‘God opened my eyes:’ Alabama native spurred to reach nations

‘God opened my eyes:’ Alabama native spurred to reach nations

By Grace Thornton
The Alabama Baptist

Brittany Hall didn’t feel too much of a pull to international missions. Then one day she agreed to go on a missions trip to Honduras with her church, First Baptist, Dadeville.

“God opened my eyes and rocked my world,” she said. “I met people who had never heard the name of Jesus before. Technically I had known those people existed, but growing up in Alabama, it’s not something you see as much.”

To come face to face with it was different, she said — and it made her different.

Not if but where

“There were people who told me that some of the things I was feeling was a missions trip high and they would go away,” Hall said. “But they never did.”

She knew she had to do something about the people who had never heard the name of Jesus. “I knew I had to be a part of changing it,” she said. “It wasn’t a question of ‘if’ but ‘where.’”

Hall started using all of her vacation time to go on trips and see where God might be leading her. Eventually she began to sense that God might want her to join a team in Asia. She would be teaching English at a university there and it seemed like a good fit, Hall said. She began to work through the application process.

“During that time, one of my good friends had a friend who was moving up to New York City to do missions,” Hall said. “She said, ‘I really think you should talk to my friend. What she’s doing seems like it would fit you well.’”

That friend was Erin Bishop, who along with her husband, Adam, and three kids left Heritage Baptist Church, Montgomery, a few years back to partner with Urban Nations Outreach to reach South Asians in the Jackson Heights area of New York City.

“I was kind of like, ‘Thanks but no thanks, I already know what I’m going to be doing,’” Hall said.

She sent a message to Erin Bishop just to be courteous to their mutual friend.
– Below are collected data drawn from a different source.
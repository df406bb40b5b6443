//! Migrate command - run the full Next.js to Nuxt pipeline

use std::path::{Path, PathBuf};

use clap::{ArgAction, Args};
use pixel_core::git::{clone_repo, RepoSource};
use pixel_core::{MigrationReport, MigrationTeam, ProjectInventory, SettingsOverrides};

use super::Context;

/// Arguments for the migrate command
#[derive(Args, Debug, Clone)]
pub struct MigrateArgs {
    /// Next.js project: a local path or an HTTP(S) git URL
    #[arg(long)]
    pub repo: String,

    /// Directory to write the Nuxt project into
    #[arg(long)]
    pub output: PathBuf,

    /// Consult the Nuxt knowledge tool while writing files
    #[arg(long, default_value_t = true, action = ArgAction::Set)]
    pub mcp: bool,

    /// Resume (or start) the session with this id
    #[arg(long)]
    pub session_id: Option<String>,

    /// Fix rounds allowed after a failed type check
    #[arg(long)]
    pub max_fix_attempts: Option<u32>,

    /// Type-check command run in the output directory
    #[arg(long)]
    pub validate_command: Option<String>,
}

impl MigrateArgs {
    /// Execute the migrate command
    pub async fn execute(&self, ctx: &Context) -> anyhow::Result<()> {
        let settings = ctx.settings(SettingsOverrides {
            max_fix_attempts: self.max_fix_attempts,
            validate_command: self.validate_command.clone(),
            ..Default::default()
        })?;

        let project = resolve_repo(&self.repo).await?;
        if !project.is_dir() {
            println!("Error: project path does not exist: {}", project.display());
            return Ok(());
        }

        prepare_output_dir(&self.output)?;

        let inventory = ProjectInventory::scan(&project)?;
        if !inventory.is_next_project() {
            tracing::warn!(path = %project.display(), "package.json does not depend on next");
        }

        println!("Pixel-Perfect Migration");
        println!("=======================");
        println!();
        println!("Source: {}", project.display());
        println!("Output: {}", self.output.display());
        println!("Files:  {}", inventory.files.len());
        println!();

        let report = if self.mcp {
            let (team, knowledge) =
                MigrationTeam::build_with_knowledge(&ctx.store, &settings, self.session_id.clone())
                    .await?;
            println!("Session: {} (knowledge tool: {})", team.session_id(), knowledge.url());

            team.migrate_and_close(&knowledge, &inventory, &self.output, &settings.workflow)
                .await?
        } else {
            let team =
                MigrationTeam::build(&ctx.store, &settings, self.session_id.clone()).await?;
            println!("Session: {}", team.session_id());
            team.migrate(&inventory, &self.output, &settings.workflow)
                .await?
        };

        print_report(&report);
        Ok(())
    }
}

/// Local path for `--repo`, cloning remote URLs into the cache first
async fn resolve_repo(repo: &str) -> anyhow::Result<PathBuf> {
    match RepoSource::parse(repo)? {
        RepoSource::Local(path) => Ok(path),
        RepoSource::Remote { url, name } => {
            println!("Cloning {}...", url);
            let path = tokio::task::spawn_blocking(move || clone_repo(&url, &name, None)).await??;
            Ok(path)
        }
    }
}

/// Create the output directory, warning when it already has content
///
/// Returns true when the directory was not empty.
pub fn prepare_output_dir(output: &Path) -> anyhow::Result<bool> {
    let populated = match std::fs::read_dir(output) {
        Ok(mut entries) => entries.next().is_some(),
        Err(_) => false,
    };

    if populated {
        println!(
            "Warning: output directory {} is not empty; existing files may be overwritten",
            output.display()
        );
        tracing::warn!(path = %output.display(), "Output directory is not empty");
    }

    std::fs::create_dir_all(output)?;
    Ok(populated)
}

fn print_report(report: &MigrationReport) {
    println!();
    println!("Plan: {}", report.plan.summary);
    for rejected in &report.rejected {
        println!(
            "  skipped {} -> {}: {}",
            rejected.entry.source_path, rejected.entry.target_path, rejected.reason
        );
    }
    if !report.plan.config_changes.is_empty() {
        println!("Config changes:");
        for change in &report.plan.config_changes {
            println!("  - {}", change);
        }
    }

    println!();
    println!("Wrote {} file(s):", report.written.len());
    for path in &report.written {
        println!("  {}", path);
    }

    println!();
    if report.succeeded() {
        println!("Migration complete (session {})", report.session_id);
    } else {
        println!(
            "Type check still failing after {} fix attempt(s) (session {})",
            report.fix_attempts, report.session_id
        );
        if let Some(errors) = &report.last_errors {
            println!();
            println!("{}", errors.trim_end());
        }
        println!();
        println!(
            "Resume with: pixel-perfect session-resume {} --repo <repo> --output <dir>",
            report.session_id
        );
    }
}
But soon Erin Bishop had convinced her just to come check it out.

“Two weeks later I flew up there and served with them for a weekend,” Hall said. That was in May 2015. And it was not at all what she thought it was going to be.

‘Like entering another country’

“When you step off the plane and come into Jackson Heights, it’s like entering another country,” Hall said.
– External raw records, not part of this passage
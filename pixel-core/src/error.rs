//! Error types for Pixel-Perfect

use thiserror::Error;

/// Result type alias for Pixel-Perfect operations
pub type Result<T> = std::result::Result<T, Error>;

/// Error type for Pixel-Perfect operations
#[derive(Error, Debug)]
pub enum Error {
    /// IO error
    #[error("IO error: {0}")]
    Io(#[from] std::io::Error),

    /// JSON serialization/deserialization error
    #[error("JSON error: {0}")]
    Json(#[from] serde_json::Error),

    /// HTTP transport error
    #[error("HTTP error: {0}")]
    Http(#[from] reqwest::Error),

    /// Configuration error
    #[error("Configuration error: {0}")]
    Config(String),

    /// A model provider rejected or failed a request
    #[error("Provider error: {0}")]
    Provider(String),

    /// The remote knowledge tool failed
    #[error("Knowledge tool error: {0}")]
    Knowledge(String),

    /// Cloning or fetching a repository failed
    #[error("Git error: {0}")]
    Git(String),

    /// A migration plan could not be parsed or applied
    #[error("Plan error: {0}")]
    Plan(String),

    /// Session history could not be read or written
    #[error("Session error: {0}")]
    Session(String),

    /// Session database error
    #[cfg(feature = "database")]
    #[error(transparent)]
    Database(#[from] pixel_db::Error),

    /// Generic error with message
    #[error("{0}")]
    Other(String),
}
On one block it may feel like you are in Colombia; on the next, you may be in Little Bangladesh, she said.

“It just started clicking for me that I was working with all of these unreached people groups,” Hall said. “I began to realize that this was exactly where God wanted me.”

That October she resigned from her job and in December, after raising support, she moved to Jackson Heights.

Adam Bishop, who was the missions pastor at Heritage Baptist before moving his family to New York, said they were thankful to have her.

“Brittany has been a huge, huge asset to us,” he said. “God definitely put this team together. We work really well together and God has allowed others to catch our vision.”

The vision is to reach South Asians — Pakistanis, Nepalis, Tibetans and Bangladeshis — through a community center right in the heart of Jackson Heights. Hall teaches English there and builds relationships with the purpose of sharing the gospel. Other teammates serve there as well.

‘Favor in the community’

When the center was started, relationships eventually turned into a Tuesday night Bible study in April 2016, which turned into a Sunday morning church service a year later.

The church meets on the second floor of a restaurant owned by a Pakistani Muslim.

“God has given us favor in the community,” Adam Bishop said. “He has been doing some cool things.”

They have seen people hear the gospel for the first time, grow more and more open to accepting Christ and then be baptized, Hall said. “We are seeing barriers broken down. People are responding to the gospel.”